Birth after birth
Becoming whole is a process of dying and rebirthing over and over. We are these curled up creatures, muscles trembling at the effort of holding the energy configurations that we learned to keep us safe. The entire world (rich with nourishment, love, complexity, and wholeness) is calling out to us, but we fight it – to open into it, our parts tell us, is to die. In doing that, we are living within such a small part of reality.
Stepping into wholeness is a death.
There is a moment where we cross a threshold. It starts with the build up – the intensity, the fear, the tension. Our parts are screaming at us to hold on, not to let go. We fight, fight, fight, to stay within the reality we know, the reality that we are convinced will keep us safe. Then, as the energy grows and something begins to tip, there is the point of no return. When we make a choice – even a micro choice, somewhere in our subconscious, to step over the threshold (or to let ourselves be pulled by the tug of the universe) – there is a moment of absolute freefall.

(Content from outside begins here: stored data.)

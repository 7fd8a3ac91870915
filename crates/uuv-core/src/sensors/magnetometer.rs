use super::{FixedRateSampler, Mount, Sensor, SensorSample, VectorSample, DEFAULT_SENSOR_PERIOD};
use crate::hal::{BodyId, PhysicsBackend};
use crate::timebase::SimulationTime;
use crate::transform::rotate_to_local;
use crate::Vec3;

fn magnetometer_sample(timestamp: SimulationTime, value: Vec3) -> SensorSample {
    SensorSample::Magnetometer(VectorSample { timestamp, value })
}

/// Unit field pointing along world `x` (north), seen from the sensor.
#[derive(Debug, Clone)]
pub struct Magnetometer {
    mount: Mount,
    field: Vec3,
    sampler: FixedRateSampler<Vec3>,
}

impl Magnetometer {
    pub fn new(mount: Mount, period: SimulationTime) -> Self {
        Self {
            mount,
            field: Vec3::x(),
            sampler: FixedRateSampler::new(period),
        }
    }

    pub fn with_field(mut self, field: Vec3) -> Self {
        self.field = field;
        self
    }
}

impl Default for Magnetometer {
    fn default() -> Self {
        Self::new(Mount::at(Vec3::new(1.0, 0.0, 0.0)), DEFAULT_SENSOR_PERIOD)
    }
}

impl Sensor for Magnetometer {
    fn name(&self) -> &'static str {
        "magnetometer"
    }

    fn update(
        &mut self,
        physics: &dyn PhysicsBackend,
        body: BodyId,
        time: SimulationTime,
        _dt: SimulationTime,
    ) {
        let body_frame = rotate_to_local(&physics.pose(body).orientation, &self.field);
        let reading = rotate_to_local(&self.mount.orientation, &body_frame);
        self.sampler.record(time, reading, magnetometer_sample);
    }

    fn samples(&self) -> &[SensorSample] {
        self.sampler.samples()
    }

    fn take_samples(&mut self) -> Vec<SensorSample> {
        self.sampler.take_samples()
    }
}

#[cfg(test)]
mod tests {
    use super::*;
    use crate::hal::Pose;
    use crate::hal_sim::{BodyConfig, SimulatedWorld};
    use crate::Quat;
    use approx::assert_relative_eq;
    use std::f64::consts::FRAC_PI_2;

    #[test]
    fn heading_east_sees_north_to_port() {
        let mut world = SimulatedWorld::default();
        let body = world.add_body(&BodyConfig::default());
        world.reset_pose(
            body,
            Pose::new(Vec3::zeros(), Quat::from_euler_angles(0.0, 0.0, FRAC_PI_2)),
        );
        let mut mag = Magnetometer::default();
        let step = SimulationTime::from_micros(4_000);
        mag.update(&world, body, step, step);

        match mag.last_value() {
            Some(SensorSample::Magnetometer(s)) => {
                assert_relative_eq!(s.value, Vec3::new(0.0, -1.0, 0.0), epsilon = 1e-12)
            }
            other => panic!("unexpected sample {other:?}"),
        }
    }
}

Nothing is known. There is no compass, no way of orienting – the old one has fallen away, and the new one has not yet arrived. An entirely new way of being arises, one that is unfamiliar. There is no amount of rationalizing or thinking that can get you there – at a certain point, you just … let go. And fall. And allow the terror of falling. And then, as the new way of being forms like breath drawn into a baby’s lungs, there is delight. Freedom. Something reconfigures. Our parts breathe out a sigh of relief as they fall apart into wholeness and the peace they have craved. Our reality expands, and our light, that has been pushing through the cramped curves of our curled up body, glows brighter.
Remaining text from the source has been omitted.